In this blog post we learn about blood science (yaaaaayyyyy!!!). Today's post is brought to you by the letter N. When you get a basic CBC blood work up you get your RBC, WBC, hemoglobin and a whole slew of other chemistry names that tell you nothing about what it really is. One of those words is Neutrophil. This is your mature white blood cells. Your WBC count tells you how many recruits you have on the ground, but the neutrophil count tells you how many seasoned vets in tanks are there with them. These are the guys that strategize and really know how to take out the enemy (evil cancer - ooooohhhhh). So your WBC count could be pretty decent, but if your neutrophil count is low then you are still in pretty crap shape. If they're both low (like me), then you are in crap shape no doubt about it. This state is called Neutropenia and calls for neutropenic precautions. So there's a note above my name that says this and is accompanied by a box of face masks. Anyone who comes in who may be sick, could have been exposed to something, or is generally paranoid about that sort of thing can don a mask before coming in. This is for my safety, not yours. I don't have anything to give you, but I am a ripe candidate for all bacteria. I've got five whole pages of other precautions, but you seriously don't want to know about that paranoid paraphernalia.

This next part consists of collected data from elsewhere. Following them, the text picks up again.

mod memory;

pub use memory::InMemoryContractStore;

use async_trait::async_trait;
use chrono::{DateTime, Local};

use super::domain::{
    CommissionRecord, ContractDetail, ContractId, ContractKey, ContractStatusRecord,
    ContractType, ObjectionRecord, OverdueEntry,
};

/// Filter for candidate fetches. Date bounds apply to `last_modified` and are inclusive.
#[derive(Debug, Clone, PartialEq, Eq)]
pub struct StatusQuery {
    pub status: String,
    pub contract_types: Option<Vec<ContractType>>,
    pub modified_from: Option<DateTime<Local>>,
    pub modified_to: Option<DateTime<Local>>,
}

impl StatusQuery {
    pub fn status(status: impl Into<String>) -> Self {
        Self {
            status: status.into(),
            contract_types: None,
            modified_from: None,
            modified_to: None,
        }
    }

    pub fn matches(&self, record: &ContractStatusRecord) -> bool {
        if record.status != self.status {
            return false;
        }
        if let Some(types) = &self.contract_types {
            if !types.is_empty() && !types.contains(&record.key.contract_type) {
                return false;
            }
        }
        if let Some(from) = self.modified_from {
            if record.last_modified < from {
                return false;
            }
        }
        if let Some(to) = self.modified_to {
            if record.last_modified > to {
                return false;
            }
        }
        true
    }
}

/// Transactional contract data store consumed by the transition runner.
///
/// Lookups return `Ok(None)` for missing rows; only I/O failures are errors.
/// Batch writes are atomic: either every affected row persists or an error is returned.
#[async_trait]
pub trait ContractStore: Send + Sync + 'static {
    async fn fetch_by_status(
        &self,
        query: &StatusQuery,
    ) -> Result<Vec<ContractStatusRecord>, StoreError>;

    /// Commission row for a contract, preferring one tagged with the same type.
    async fn fetch_commission(
        &self,
        key: &ContractKey,
    ) -> Result<Option<CommissionRecord>, StoreError>;

    /// Electric or gas detail row, depending on `key.contract_type`.
    async fn fetch_contract_detail(
        &self,
        key: &ContractKey,
    ) -> Result<Option<ContractDetail>, StoreError>;

    async fn fetch_objection(
        &self,
        contract_id: &ContractId,
        contract_type: Option<ContractType>,
    ) -> Result<Option<ObjectionRecord>, StoreError>;

    /// Moves every listed row still in `expected_status` to `new_status`, stamping
    /// `modified_at`. Returns the keys of the rows actually written.
    async fn batch_update_statuses(
        &self,
        keys: &[ContractKey],
        expected_status: &str,
        new_status: &str,
        modified_at: DateTime<Local>,
    ) -> Result<Vec<ContractKey>, StoreError>;

    /// Inserts ledger rows whose key is not present yet. Returns the keys inserted.
    async fn insert_overdue_if_absent(
        &self,
        entries: &[OverdueEntry],
    ) -> Result<Vec<ContractKey>, StoreError>;
}

/// Error enumeration for store failures.
#[derive(Debug, thiserror::Error)]
pub enum StoreError {
    #[error("store unavailable: {0}")]
    Unavailable(String),
    #[error("store write rejected: {0}")]
    Write(String),
}
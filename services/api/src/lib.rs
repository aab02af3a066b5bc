mod cli;
mod infra;
mod routes;
mod server;

use contract_lifecycle::error::AppError;

pub async fn run() -> Result<(), AppError> {
    cli::run().await
}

It's certainly interesting seeing most of the people in my room with pale yellow masks on. And the way they move when people talk is weird and birdlike. I get kind of fascinated watching their masks and getting caught between Bane and Big Bird imagery in my head. It's not an absolute that you have to don a mask when you come in, but all of the day staff are following the guideline. And since we take things like this seriously in our household, it's safety first even for the safest of visitors. (*snerk*)

Good visiting tonight when my sister showed up in town. We had a little pizza party here in the room and a good time. I kicked everybody out a bit ago so I could get to the midnight poking and prodding and meds, finish this post out and get some sleep myself. A bit of an insomnia bout last night so I'm pretty wiped out tonight. Since I'm mobile and doing really well, I am low on the priority list for the shift nurses. Which equals a good thing because they don't come in so often to check on me and unless they need to take vitals or make a change to my IV, they'll just leave if they see that I'm sleeping. So there are good 3-4 hour shifts of sleeping that can be accomplished. A very nice perk indeed. Hopefully by this time tomorrow I'll be happily ensconced in my own bed with unlimited sleeping shifts available. For tonight, again, I'll have to be satisfied with just my pillow. Oh, and I miss my kitties.